Among the lines below, tally those that contain "PartialEq" and respond with the total only.

___

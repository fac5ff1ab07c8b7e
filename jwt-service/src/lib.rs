pub mod app;
pub mod config;
pub mod handlers;
pub mod metrics;

pub use app::{router, AppState};
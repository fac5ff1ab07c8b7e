use std::str::FromStr;

use jsonwebtoken::Algorithm;

use crate::error::ConfigError;

/// How failures that could reveal which location ids exist are reported.
#[derive(Debug, Clone, Copy, PartialEq, Eq, Default)]
pub enum FailureMode {
    /// Every failure keeps its own kind.
    #[default]
    Distinct,
    /// Unknown location, malformed token and bad signature all surface as
    /// `invalid_credentials`.
    Uniform,
}

/// Ordered mapping from profile field to the claim it is read from.
#[derive(Debug, Clone, PartialEq, Eq)]
pub struct InfoMap(Vec<(String, String)>);

impl InfoMap {
    pub fn new<I, K, V>(entries: I) -> Self
    where
        I: IntoIterator<Item = (K, V)>,
        K: Into<String>,
        V: Into<String>,
    {
        let mut map = Self(Vec::new());
        for (field, claim) in entries {
            map.insert(field, claim);
        }
        map
    }

    /// Sets `field` to read from `claim`. A field that is already mapped keeps
    /// its position and takes the new claim.
    pub fn insert(&mut self, field: impl Into<String>, claim: impl Into<String>) {
        let field = field.into();
        let claim = claim.into();
        match self.0.iter_mut().find(|(existing, _)| *existing == field) {
            Some(entry) => entry.1 = claim,
            None => self.0.push((field, claim)),
        }
    }

    pub fn iter(&self) -> impl Iterator<Item = (&str, &str)> {
        self.0
            .iter()
            .map(|(field, claim)| (field.as_str(), claim.as_str()))
    }

    pub fn len(&self) -> usize {
        self.0.len()
    }

    pub fn is_empty(&self) -> bool {
        self.0.is_empty()
    }
}

impl Default for InfoMap {
    fn default() -> Self {
        Self::new([("name", "name"), ("email", "email")])
    }
}

/// Process-wide verification policy. Built once at startup and shared
/// read-only between requests.
#[derive(Debug, Clone)]
pub struct ValidationConfig {
    /// Signature algorithm every location signs with. Defaults to HS256.
    pub algorithm: Algorithm,
    /// Claim used as the caller's unique identifier. Defaults to `email`.
    pub uid_claim: String,
    /// Claims that must be present and non-blank, checked in this order.
    pub required_claims: Vec<String>,
    pub info_map: InfoMap,
    /// Symmetric tolerance in seconds between `iat` and now. `None` disables
    /// the freshness check entirely.
    pub valid_within: Option<u64>,
    /// Fail when the uid claim is absent or blank instead of yielding no uid.
    pub require_uid: bool,
    pub failure_mode: FailureMode,
}

impl Default for ValidationConfig {
    fn default() -> Self {
        Self {
            algorithm: Algorithm::HS256,
            uid_claim: "email".to_string(),
            required_claims: vec!["name".to_string(), "email".to_string()],
            info_map: InfoMap::default(),
            valid_within: None,
            require_uid: false,
            failure_mode: FailureMode::Distinct,
        }
    }
}

impl ValidationConfig {
    pub fn new() -> Self {
        Self::default()
    }

    pub fn with_algorithm(mut self, algorithm: Algorithm) -> Self {
        self.algorithm = algorithm;
        self
    }

    /// Parse an algorithm name such as `HS256` or `RS512`.
    pub fn with_algorithm_name(self, name: &str) -> Result<Self, ConfigError> {
        let algorithm = parse_algorithm(name)?;
        Ok(self.with_algorithm(algorithm))
    }

    pub fn with_uid_claim(mut self, claim: impl Into<String>) -> Self {
        self.uid_claim = claim.into();
        self
    }

    pub fn with_required_claims<I, S>(mut self, claims: I) -> Self
    where
        I: IntoIterator<Item = S>,
        S: Into<String>,
    {
        self.required_claims = claims.into_iter().map(Into::into).collect();
        self
    }

    pub fn with_info_map(mut self, info_map: InfoMap) -> Self {
        self.info_map = info_map;
        self
    }

    pub fn with_valid_within(mut self, seconds: u64) -> Self {
        self.valid_within = Some(seconds);
        self
    }

    pub fn with_require_uid(mut self, require: bool) -> Self {
        self.require_uid = require;
        self
    }

    pub fn with_failure_mode(mut self, mode: FailureMode) -> Self {
        self.failure_mode = mode;
        self
    }

    pub(crate) fn check(&self) -> Result<(), ConfigError> {
        if self.uid_claim.trim().is_empty() {
            return Err(ConfigError::BlankUidClaim);
        }
        Ok(())
    }
}

pub fn parse_algorithm(name: &str) -> Result<Algorithm, ConfigError> {
    Algorithm::from_str(name.trim()).map_err(|_| ConfigError::UnknownAlgorithm(name.to_string()))
}
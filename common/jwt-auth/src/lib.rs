//! Per-location JWT callback verification.
//!
//! A callback carries a compact token and a `location_id`. The location picks
//! the secret, the token is verified and decoded, required claims and `iat`
//! freshness are enforced, and the claims are projected into a uid and a
//! profile. Any failure ends the attempt with a [`VerificationFailure`] that
//! keeps the caller's `origin`.

pub mod claims;
pub mod config;
pub mod decoder;
pub mod error;
pub mod projector;
pub mod secrets;
pub mod validator;
pub mod verifier;

pub use claims::{is_blank, DecodedClaims};
pub use config::{parse_algorithm, FailureMode, InfoMap, ValidationConfig};
pub use decoder::{JwtDecoder, TokenDecoder};
pub use error::{AuthError, AuthResult, ConfigError, FailureKind, VerificationFailure};
pub use jsonwebtoken::Algorithm;
pub use projector::{Extra, IdentityProjector, Profile, VerifiedIdentity};
pub use secrets::{SecretMaterial, SecretResolver, SecretStore};
pub use validator::ClaimValidator;
pub use verifier::{
    AttemptState, CallbackRequest, JwtVerifier, JwtVerifierBuilder, VerificationAttempt,
};
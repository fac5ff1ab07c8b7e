use serde::Serialize;
use serde_json::{Map, Value};

/// Claims of a token whose signature has been verified.
///
/// Only built from the segments a `TokenDecoder` returned, so holding one
/// means verification already succeeded.
#[derive(Debug, Clone, PartialEq, Serialize)]
#[serde(transparent)]
pub struct DecodedClaims(Map<String, Value>);

impl DecodedClaims {
    /// Last-write-wins merge: a claim in a later segment replaces the same
    /// claim from an earlier one.
    pub(crate) fn from_segments<I>(segments: I) -> Self
    where
        I: IntoIterator<Item = Map<String, Value>>,
    {
        let merged = segments
            .into_iter()
            .fold(Map::new(), |mut merged, segment| {
                merged.extend(segment);
                merged
            });
        Self(merged)
    }

    pub fn get(&self, name: &str) -> Option<&Value> {
        self.0.get(name)
    }

    pub fn contains(&self, name: &str) -> bool {
        self.0.contains_key(name)
    }

    pub fn iter(&self) -> impl Iterator<Item = (&String, &Value)> {
        self.0.iter()
    }

    pub fn len(&self) -> usize {
        self.0.len()
    }

    pub fn is_empty(&self) -> bool {
        self.0.is_empty()
    }

    pub fn as_map(&self) -> &Map<String, Value> {
        &self.0
    }

    pub fn into_map(self) -> Map<String, Value> {
        self.0
    }
}

/// A value that carries nothing: null, false, whitespace-only text or an
/// empty collection.
pub fn is_blank(value: &Value) -> bool {
    match value {
        Value::Null => true,
        Value::Bool(flag) => !flag,
        Value::String(text) => text.trim().is_empty(),
        Value::Array(items) => items.is_empty(),
        Value::Object(fields) => fields.is_empty(),
        Value::Number(_) => false,
    }
}
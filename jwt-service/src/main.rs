use std::net::SocketAddr;

use anyhow::Context;
use jwt_service::config::load_service_config;
use jwt_service::{router, AppState};
use tokio::net::TcpListener;
use tracing::info;
use tracing_subscriber::EnvFilter;

#[tokio::main]
async fn main() -> anyhow::Result<()> {
    tracing_subscriber::fmt()
        .with_env_filter(
            EnvFilter::try_from_default_env().unwrap_or_else(|_| EnvFilter::new("info")),
        )
        .init();

    let config = load_service_config()?;
    let state = AppState::from_config(&config)?;
    let app = router(state);

    let ip: std::net::IpAddr = config
        .host
        .parse()
        .with_context(|| format!("HOST must be an IP address, got '{}'", config.host))?;
    let addr = SocketAddr::from((ip, config.port));

    info!(%addr, "starting jwt-service");
    let listener = TcpListener::bind(addr).await?;
    axum::serve(listener, app).await?;

    Ok(())
}
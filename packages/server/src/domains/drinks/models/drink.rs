use anyhow::Result;
use serde::{Deserialize, Serialize};
use sqlx::types::Json;
use sqlx::{PgPool, Postgres, Transaction};

/// One recipe entry: ingredient name, display color, and relative quantity
#[derive(Debug, Clone, PartialEq, Serialize, Deserialize)]
pub struct Ingredient {
    pub name: String,
    pub color: String,
    pub parts: i64,
}

/// Drink record as stored in the drinks table
///
/// The recipe is kept serialized in a single JSONB column; the short and
/// long representations below are derived on the way out, never stored.
#[derive(Debug, Clone, Serialize, Deserialize, sqlx::FromRow)]
pub struct Drink {
    pub id: i64,
    pub title: String,
    pub recipe: Json<Vec<Ingredient>>,
}

/// Fields required to create a drink
#[derive(Debug, Clone, Deserialize)]
pub struct NewDrink {
    pub title: String,
    pub recipe: Vec<Ingredient>,
}

/// Partial update; absent fields are left unchanged
#[derive(Debug, Clone, Default, Deserialize)]
pub struct DrinkChanges {
    pub title: Option<String>,
    pub recipe: Option<Vec<Ingredient>>,
}

/// Recipe entry as shown in the short representation (no ingredient names)
#[derive(Debug, Clone, Serialize)]
pub struct ShortIngredient {
    pub color: String,
    pub parts: i64,
}

/// Drink projection for the plain listing
#[derive(Debug, Clone, Serialize)]
pub struct DrinkShort {
    pub id: i64,
    pub title: String,
    pub recipe: Vec<ShortIngredient>,
}

/// Drink projection with full recipe detail
#[derive(Debug, Clone, Serialize)]
pub struct DrinkLong {
    pub id: i64,
    pub title: String,
    pub recipe: Vec<Ingredient>,
}

impl Drink {
    /// Short representation: recipe entries stripped to color and parts
    pub fn short(&self) -> DrinkShort {
        DrinkShort {
            id: self.id,
            title: self.title.clone(),
            recipe: self
                .recipe
                .0
                .iter()
                .map(|ingredient| ShortIngredient {
                    color: ingredient.color.clone(),
                    parts: ingredient.parts,
                })
                .collect(),
        }
    }

    /// Long representation: full recipe detail
    pub fn long(&self) -> DrinkLong {
        DrinkLong {
            id: self.id,
            title: self.title.clone(),
            recipe: self.recipe.0.clone(),
        }
    }
}

// =============================================================================
// Drink Queries
// =============================================================================

impl Drink {
    pub async fn find_all(pool: &PgPool) -> Result<Vec<Drink>> {
        sqlx::query_as::<_, Drink>("SELECT id, title, recipe FROM drinks ORDER BY id")
            .fetch_all(pool)
            .await
            .map_err(Into::into)
    }

    pub async fn find_by_id(id: i64, pool: &PgPool) -> Result<Option<Drink>> {
        sqlx::query_as::<_, Drink>("SELECT id, title, recipe FROM drinks WHERE id = $1")
            .bind(id)
            .fetch_optional(pool)
            .await
            .map_err(Into::into)
    }

    pub async fn insert(drink: &NewDrink, tx: &mut Transaction<'_, Postgres>) -> Result<Drink> {
        sqlx::query_as::<_, Drink>(
            r#"
            INSERT INTO drinks (title, recipe)
            VALUES ($1, $2)
            RETURNING id, title, recipe
            "#,
        )
        .bind(&drink.title)
        .bind(Json(&drink.recipe))
        .fetch_one(&mut **tx)
        .await
        .map_err(Into::into)
    }

    /// Partial update; COALESCE leaves columns untouched when the caller
    /// did not supply a replacement.
    pub async fn update(
        id: i64,
        changes: &DrinkChanges,
        tx: &mut Transaction<'_, Postgres>,
    ) -> Result<Option<Drink>> {
        sqlx::query_as::<_, Drink>(
            r#"
            UPDATE drinks
            SET title = COALESCE($2, title),
                recipe = COALESCE($3, recipe)
            WHERE id = $1
            RETURNING id, title, recipe
            "#,
        )
        .bind(id)
        .bind(changes.title.as_deref())
        .bind(changes.recipe.as_ref().map(Json))
        .fetch_optional(&mut **tx)
        .await
        .map_err(Into::into)
    }

    pub async fn delete(id: i64, tx: &mut Transaction<'_, Postgres>) -> Result<bool> {
        let result = sqlx::query("DELETE FROM drinks WHERE id = $1")
            .bind(id)
            .execute(&mut **tx)
            .await?;
        Ok(result.rows_affected() > 0)
    }
}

___

__Solution for this problem__:
4